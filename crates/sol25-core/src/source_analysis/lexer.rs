// Copyright 2026 James Casey
// SPDX-License-Identifier: Apache-2.0

//! Lexical analysis for SOL25 source code.
//!
//! This module converts source text into a stream of [`Token`]s. The lexer
//! is hand-written and never fails: input that cannot start a token becomes a
//! [`TokenKind::Error`] carrying the [`LexErrorKind`](super::LexErrorKind).
//! The parser turns the first error token it reaches into a fatal lexical
//! error, so a syntax error earlier in the source is still reported first.
//!
//! # Example
//!
//! ```
//! use sol25_core::source_analysis::{Lexer, TokenKind};
//!
//! let tokens: Vec<_> = Lexer::new("x := 1").collect();
//! assert_eq!(tokens.len(), 3); // x, :=, 1 (EOF excluded from iterator)
//! ```

use std::iter::Peekable;
use std::str::CharIndices;

use ecow::EcoString;

use super::{LexErrorKind, Span, Token, TokenKind, Trivia};

/// A lexer that tokenizes SOL25 source code.
pub struct Lexer<'src> {
    /// The source text being lexed.
    source: &'src str,
    /// Character iterator with byte positions.
    chars: Peekable<CharIndices<'src>>,
    /// Current byte position in source.
    position: usize,
    /// Pending trivia to attach to the next token.
    pending_trivia: Vec<Trivia>,
    /// An unterminated comment found while skipping trivia.
    pending_error: Option<(LexErrorKind, Span)>,
}

impl std::fmt::Debug for Lexer<'_> {
    fn fmt(&self, f: &mut std::fmt::Formatter<'_>) -> std::fmt::Result {
        f.debug_struct("Lexer")
            .field("position", &self.position)
            .field("remaining", &self.source.get(self.position..).unwrap_or(""))
            .finish()
    }
}

impl<'src> Lexer<'src> {
    /// Creates a new lexer for the given source text.
    #[must_use]
    pub fn new(source: &'src str) -> Self {
        Self {
            source,
            chars: source.char_indices().peekable(),
            position: 0,
            pending_trivia: Vec::new(),
            pending_error: None,
        }
    }

    fn peek_char(&mut self) -> Option<char> {
        self.chars.peek().map(|&(_, c)| c)
    }

    /// Peeks `n+1` characters ahead without consuming (n=0 is same as `peek_char`).
    fn peek_char_n(&self, n: usize) -> Option<char> {
        let mut iter = self.chars.clone();
        for _ in 0..n {
            iter.next();
        }
        iter.next().map(|(_, c)| c)
    }

    fn advance(&mut self) -> Option<char> {
        let (pos, c) = self.chars.next()?;
        self.position = pos + c.len_utf8();
        Some(c)
    }

    fn advance_while(&mut self, predicate: impl Fn(char) -> bool) {
        while self.peek_char().is_some_and(&predicate) {
            self.advance();
        }
    }

    #[expect(
        clippy::cast_possible_truncation,
        reason = "source files over 4GB are not supported"
    )]
    fn current_position(&self) -> u32 {
        self.position as u32
    }

    fn span_from(&self, start: u32) -> Span {
        Span::new(start, self.current_position())
    }

    fn text_for(&self, span: Span) -> &'src str {
        &self.source[span.as_range()]
    }

    /// Skips whitespace and comments, collecting them as trivia.
    fn skip_trivia(&mut self) {
        loop {
            match self.peek_char() {
                Some(' ' | '\t' | '\r' | '\n') => {
                    let start = self.current_position();
                    self.advance_while(|c| matches!(c, ' ' | '\t' | '\r' | '\n'));
                    let text = self.text_for(self.span_from(start));
                    self.pending_trivia
                        .push(Trivia::Whitespace(EcoString::from(text)));
                }
                Some('"') => {
                    if !self.lex_comment() {
                        break;
                    }
                }
                _ => break,
            }
        }
    }

    /// Lexes a comment: `"..."`. Returns `false` if it is unterminated.
    fn lex_comment(&mut self) -> bool {
        let start = self.current_position();
        self.advance(); // opening "
        self.advance_while(|c| c != '"');
        if self.advance().is_none() {
            self.pending_error = Some((LexErrorKind::UnterminatedComment, self.span_from(start)));
            return false;
        }
        let text = self.text_for(self.span_from(start));
        self.pending_trivia.push(Trivia::Comment(EcoString::from(text)));
        true
    }

    /// Collects trailing trivia: same-line whitespace and at most one comment.
    fn collect_trailing_trivia(&mut self) {
        loop {
            match self.peek_char() {
                Some(' ' | '\t') => {
                    let start = self.current_position();
                    self.advance_while(|c| matches!(c, ' ' | '\t'));
                    let text = self.text_for(self.span_from(start));
                    self.pending_trivia
                        .push(Trivia::Whitespace(EcoString::from(text)));
                }
                Some('"') => {
                    self.lex_comment();
                    break;
                }
                _ => break,
            }
        }
    }

    /// Lexes the next token.
    fn lex_token(&mut self) -> Token {
        self.skip_trivia();
        let leading_trivia = std::mem::take(&mut self.pending_trivia);

        if let Some((kind, span)) = self.pending_error.take() {
            return Token::with_trivia(TokenKind::Error(kind), span, leading_trivia, Vec::new());
        }

        let start = self.current_position();
        let kind = match self.peek_char() {
            None => TokenKind::Eof,
            Some(c) => self.lex_token_kind(c, start),
        };
        let span = self.span_from(start);

        // An unterminated trailing comment surfaces as the next token.
        self.collect_trailing_trivia();
        let trailing_trivia = std::mem::take(&mut self.pending_trivia);

        Token::with_trivia(kind, span, leading_trivia, trailing_trivia)
    }

    /// Lexes a token kind based on the first character.
    fn lex_token_kind(&mut self, c: char, start: u32) -> TokenKind {
        match c {
            'a'..='z' | '_' => self.lex_identifier_or_keyword(),
            'A'..='Z' => {
                self.advance_while(|c| c.is_ascii_alphanumeric() || c == '_');
                TokenKind::ClassIdentifier(EcoString::from(self.text_for(self.span_from(start))))
            }
            '0'..='9' => self.lex_integer(start),
            '+' | '-' if self.peek_char_n(1).is_some_and(|c| c.is_ascii_digit()) => {
                self.advance(); // sign
                self.lex_integer(start)
            }
            '\'' => self.lex_string(),
            '(' => self.single(TokenKind::LeftParen),
            ')' => self.single(TokenKind::RightParen),
            '[' => self.single(TokenKind::LeftBracket),
            ']' => self.single(TokenKind::RightBracket),
            '{' => self.single(TokenKind::LeftBrace),
            '}' => self.single(TokenKind::RightBrace),
            '.' => self.single(TokenKind::Period),
            '|' => self.single(TokenKind::Pipe),
            ':' => {
                self.advance();
                if self.peek_char() == Some('=') {
                    self.advance();
                    TokenKind::Assign
                } else {
                    TokenKind::Colon
                }
            }
            _ => {
                self.advance();
                TokenKind::Error(LexErrorKind::UnexpectedCharacter(c))
            }
        }
    }

    fn single(&mut self, kind: TokenKind) -> TokenKind {
        self.advance();
        kind
    }

    /// Lexes an identifier, reserved word, or glued keyword part (`from:`).
    fn lex_identifier_or_keyword(&mut self) -> TokenKind {
        let start = self.current_position();
        self.advance_while(|c| c.is_ascii_alphanumeric() || c == '_');
        let text = self.text_for(self.span_from(start));

        if let Some(reserved) = TokenKind::reserved(text) {
            return reserved;
        }

        if self.peek_char() == Some(':') && self.peek_char_n(1) != Some('=') {
            self.advance(); // consume the colon
            let text = self.text_for(self.span_from(start));
            TokenKind::Keyword(EcoString::from(text))
        } else {
            TokenKind::Identifier(EcoString::from(text))
        }
    }

    /// Lexes the digits of an integer; any sign has already been consumed.
    fn lex_integer(&mut self, start: u32) -> TokenKind {
        self.advance_while(|c| c.is_ascii_digit());
        TokenKind::Integer(EcoString::from(self.text_for(self.span_from(start))))
    }

    /// Lexes a single-quoted string literal, keeping escapes undecoded.
    fn lex_string(&mut self) -> TokenKind {
        self.advance(); // opening quote
        let content_start = self.current_position();
        let mut invalid_escape = None;

        loop {
            match self.peek_char() {
                None => return TokenKind::Error(LexErrorKind::UnterminatedString),
                Some('\'') => break,
                Some('\\') => {
                    self.advance();
                    match self.advance() {
                        None => return TokenKind::Error(LexErrorKind::UnterminatedString),
                        Some('n' | '\'' | '\\') => {}
                        Some(other) => {
                            invalid_escape.get_or_insert(other);
                        }
                    }
                }
                Some(_) => {
                    self.advance();
                }
            }
        }

        let content = self.text_for(self.span_from(content_start));
        self.advance(); // closing quote

        match invalid_escape {
            Some(c) => TokenKind::Error(LexErrorKind::InvalidEscape(c)),
            None => TokenKind::String(EcoString::from(content)),
        }
    }
}

impl Iterator for Lexer<'_> {
    type Item = Token;

    fn next(&mut self) -> Option<Self::Item> {
        let token = self.lex_token();
        if token.kind().is_eof() {
            None
        } else {
            Some(token)
        }
    }
}

/// Convenience function to lex source into a vector of tokens (excluding EOF).
#[must_use]
pub fn lex(source: &str) -> Vec<Token> {
    Lexer::new(source).collect()
}

/// Lexes source into a vector of tokens ending with exactly one EOF token.
#[must_use]
pub fn lex_with_eof(source: &str) -> Vec<Token> {
    let mut lexer = Lexer::new(source);
    let mut tokens = Vec::new();
    loop {
        let token = lexer.lex_token();
        let is_eof = token.kind().is_eof();
        tokens.push(token);
        if is_eof {
            break;
        }
    }
    tokens
}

### [Task goal]
From the material above, copy exactly the lines between the line holding "fn lex_token(&mut self)" and the line holding "let kind = match", inclusive, and only those.

### [Task result]
    fn lex_token(&mut self) -> Token {
        self.skip_trivia();
        let leading_trivia = std::mem::take(&mut self.pending_trivia);

        if let Some((kind, span)) = self.pending_error.take() {
            return Token::with_trivia(TokenKind::Error(kind), span, leading_trivia, Vec::new());
        }

        let start = self.current_position();
        let kind = match self.peek_char() {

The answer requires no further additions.